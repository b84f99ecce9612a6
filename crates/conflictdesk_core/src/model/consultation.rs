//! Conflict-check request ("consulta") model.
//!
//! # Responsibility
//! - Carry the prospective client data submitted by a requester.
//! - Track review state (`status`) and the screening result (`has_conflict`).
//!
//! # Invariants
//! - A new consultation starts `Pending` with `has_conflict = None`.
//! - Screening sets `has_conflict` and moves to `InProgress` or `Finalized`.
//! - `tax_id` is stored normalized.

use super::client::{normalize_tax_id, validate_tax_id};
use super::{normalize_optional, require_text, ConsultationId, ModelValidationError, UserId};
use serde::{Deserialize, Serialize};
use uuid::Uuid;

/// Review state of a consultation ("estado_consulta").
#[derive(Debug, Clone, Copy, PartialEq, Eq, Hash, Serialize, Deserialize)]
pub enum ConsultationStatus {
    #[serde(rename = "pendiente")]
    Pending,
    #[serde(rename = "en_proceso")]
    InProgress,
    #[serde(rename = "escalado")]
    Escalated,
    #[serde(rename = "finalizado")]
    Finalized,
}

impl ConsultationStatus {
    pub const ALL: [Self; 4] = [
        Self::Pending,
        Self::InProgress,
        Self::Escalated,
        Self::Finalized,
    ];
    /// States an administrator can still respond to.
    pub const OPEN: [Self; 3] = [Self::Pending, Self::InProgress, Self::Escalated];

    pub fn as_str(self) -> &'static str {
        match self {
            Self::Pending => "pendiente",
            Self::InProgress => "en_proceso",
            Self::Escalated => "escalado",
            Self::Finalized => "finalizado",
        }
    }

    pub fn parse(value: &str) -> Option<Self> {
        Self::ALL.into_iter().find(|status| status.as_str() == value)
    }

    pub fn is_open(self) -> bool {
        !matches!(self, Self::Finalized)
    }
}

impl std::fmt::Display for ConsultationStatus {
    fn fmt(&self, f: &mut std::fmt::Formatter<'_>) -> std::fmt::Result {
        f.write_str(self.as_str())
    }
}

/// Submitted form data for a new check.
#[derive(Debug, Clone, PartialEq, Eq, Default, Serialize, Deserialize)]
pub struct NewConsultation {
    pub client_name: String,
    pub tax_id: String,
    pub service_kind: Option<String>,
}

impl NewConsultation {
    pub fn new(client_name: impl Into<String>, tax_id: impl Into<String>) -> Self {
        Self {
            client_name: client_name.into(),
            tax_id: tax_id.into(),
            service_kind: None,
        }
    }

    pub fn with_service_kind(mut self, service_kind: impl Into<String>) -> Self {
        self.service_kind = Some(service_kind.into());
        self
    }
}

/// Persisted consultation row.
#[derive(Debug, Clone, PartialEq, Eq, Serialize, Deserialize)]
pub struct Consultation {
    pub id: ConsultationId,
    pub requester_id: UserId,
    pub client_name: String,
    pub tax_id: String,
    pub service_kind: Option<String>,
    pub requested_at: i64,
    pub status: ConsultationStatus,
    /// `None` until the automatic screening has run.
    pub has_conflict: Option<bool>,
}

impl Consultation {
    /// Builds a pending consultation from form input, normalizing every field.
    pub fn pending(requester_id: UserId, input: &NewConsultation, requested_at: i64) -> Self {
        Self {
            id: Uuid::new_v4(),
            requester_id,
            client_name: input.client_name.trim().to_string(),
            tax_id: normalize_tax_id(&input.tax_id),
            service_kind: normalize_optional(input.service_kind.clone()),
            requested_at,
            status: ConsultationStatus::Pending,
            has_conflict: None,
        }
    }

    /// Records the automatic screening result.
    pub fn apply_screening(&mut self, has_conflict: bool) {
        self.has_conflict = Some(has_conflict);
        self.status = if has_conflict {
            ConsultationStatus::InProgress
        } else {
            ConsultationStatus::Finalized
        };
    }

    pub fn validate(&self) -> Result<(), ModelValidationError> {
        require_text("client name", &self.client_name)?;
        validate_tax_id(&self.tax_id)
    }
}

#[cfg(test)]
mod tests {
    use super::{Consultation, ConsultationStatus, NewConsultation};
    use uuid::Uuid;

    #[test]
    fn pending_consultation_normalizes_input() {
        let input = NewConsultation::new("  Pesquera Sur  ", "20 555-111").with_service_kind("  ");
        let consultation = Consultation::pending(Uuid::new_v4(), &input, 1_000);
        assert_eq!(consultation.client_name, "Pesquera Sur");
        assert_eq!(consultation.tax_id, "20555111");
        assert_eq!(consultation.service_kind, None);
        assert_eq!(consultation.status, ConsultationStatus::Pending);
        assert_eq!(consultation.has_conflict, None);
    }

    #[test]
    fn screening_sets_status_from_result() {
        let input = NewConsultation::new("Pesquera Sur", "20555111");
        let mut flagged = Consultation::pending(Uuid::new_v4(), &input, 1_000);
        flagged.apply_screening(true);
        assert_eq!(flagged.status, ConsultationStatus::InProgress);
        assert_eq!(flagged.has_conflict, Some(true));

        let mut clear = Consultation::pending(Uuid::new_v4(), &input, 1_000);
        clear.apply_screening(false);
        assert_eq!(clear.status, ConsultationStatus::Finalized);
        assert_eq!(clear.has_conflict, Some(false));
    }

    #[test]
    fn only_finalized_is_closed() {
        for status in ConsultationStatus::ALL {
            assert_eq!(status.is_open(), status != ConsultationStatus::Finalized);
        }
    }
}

◇ ◇ ◇ ◇ ◇ ◇ ◇

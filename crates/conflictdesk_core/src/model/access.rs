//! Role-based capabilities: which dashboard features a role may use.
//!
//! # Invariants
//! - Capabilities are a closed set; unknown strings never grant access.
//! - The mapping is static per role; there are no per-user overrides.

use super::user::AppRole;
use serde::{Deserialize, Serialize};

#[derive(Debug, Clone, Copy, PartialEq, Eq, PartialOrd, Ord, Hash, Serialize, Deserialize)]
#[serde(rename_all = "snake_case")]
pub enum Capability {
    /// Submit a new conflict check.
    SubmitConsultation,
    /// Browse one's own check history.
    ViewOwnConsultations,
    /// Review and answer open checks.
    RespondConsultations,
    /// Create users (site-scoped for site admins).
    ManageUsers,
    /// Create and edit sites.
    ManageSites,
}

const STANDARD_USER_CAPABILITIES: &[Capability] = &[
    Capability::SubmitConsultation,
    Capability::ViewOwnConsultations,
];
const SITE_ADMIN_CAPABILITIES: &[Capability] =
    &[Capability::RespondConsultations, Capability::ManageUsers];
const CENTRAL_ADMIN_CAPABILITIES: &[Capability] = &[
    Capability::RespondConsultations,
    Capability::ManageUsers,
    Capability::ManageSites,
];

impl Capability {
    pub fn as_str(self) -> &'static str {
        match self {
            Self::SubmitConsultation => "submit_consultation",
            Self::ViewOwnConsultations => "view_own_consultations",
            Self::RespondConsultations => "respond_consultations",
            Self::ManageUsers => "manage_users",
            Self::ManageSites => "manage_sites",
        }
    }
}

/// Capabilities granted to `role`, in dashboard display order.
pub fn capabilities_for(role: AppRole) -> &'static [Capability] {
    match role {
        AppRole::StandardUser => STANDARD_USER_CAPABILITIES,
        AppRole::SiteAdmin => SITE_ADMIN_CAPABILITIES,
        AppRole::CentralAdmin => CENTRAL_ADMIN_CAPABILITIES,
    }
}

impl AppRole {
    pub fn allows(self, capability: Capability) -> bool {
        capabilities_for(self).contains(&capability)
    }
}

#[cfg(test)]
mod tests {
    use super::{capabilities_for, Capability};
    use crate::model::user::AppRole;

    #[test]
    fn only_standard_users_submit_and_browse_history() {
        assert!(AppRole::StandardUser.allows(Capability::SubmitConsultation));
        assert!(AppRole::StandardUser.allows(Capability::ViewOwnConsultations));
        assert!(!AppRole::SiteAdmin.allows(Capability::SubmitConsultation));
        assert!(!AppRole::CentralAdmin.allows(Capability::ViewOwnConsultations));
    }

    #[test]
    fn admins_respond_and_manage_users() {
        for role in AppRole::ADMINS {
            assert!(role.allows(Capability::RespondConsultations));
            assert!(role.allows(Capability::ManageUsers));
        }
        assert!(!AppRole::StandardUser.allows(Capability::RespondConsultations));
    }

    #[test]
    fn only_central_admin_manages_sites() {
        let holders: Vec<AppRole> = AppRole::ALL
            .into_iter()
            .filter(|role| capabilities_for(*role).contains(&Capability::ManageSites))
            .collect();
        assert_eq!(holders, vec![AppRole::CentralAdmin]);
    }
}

◇ ◇ ◇ ◇ ◇ ◇ ◇

**TASK INSTRUCTIONS:** Looking at the records above, return exactly the lines from the line with "a new check." to the line with "#[derive(Debug, Clone, PartialEq, Eq, Serialize, Deserialize)]", both ends included.

**THE COMPLETED TASK:**
/// Submitted form data for a new check.
#[derive(Debug, Clone, PartialEq, Eq, Default, Serialize, Deserialize)]
pub struct NewConsultation {
    pub client_name: String,
    pub tax_id: String,
    pub service_kind: Option<String>,
}

impl NewConsultation {
    pub fn new(client_name: impl Into<String>, tax_id: impl Into<String>) -> Self {
        Self {
            client_name: client_name.into(),
            tax_id: tax_id.into(),
            service_kind: None,
        }
    }

    pub fn with_service_kind(mut self, service_kind: impl Into<String>) -> Self {
        self.service_kind = Some(service_kind.into());
        self
    }
}

/// Persisted consultation row.
#[derive(Debug, Clone, PartialEq, Eq, Serialize, Deserialize)]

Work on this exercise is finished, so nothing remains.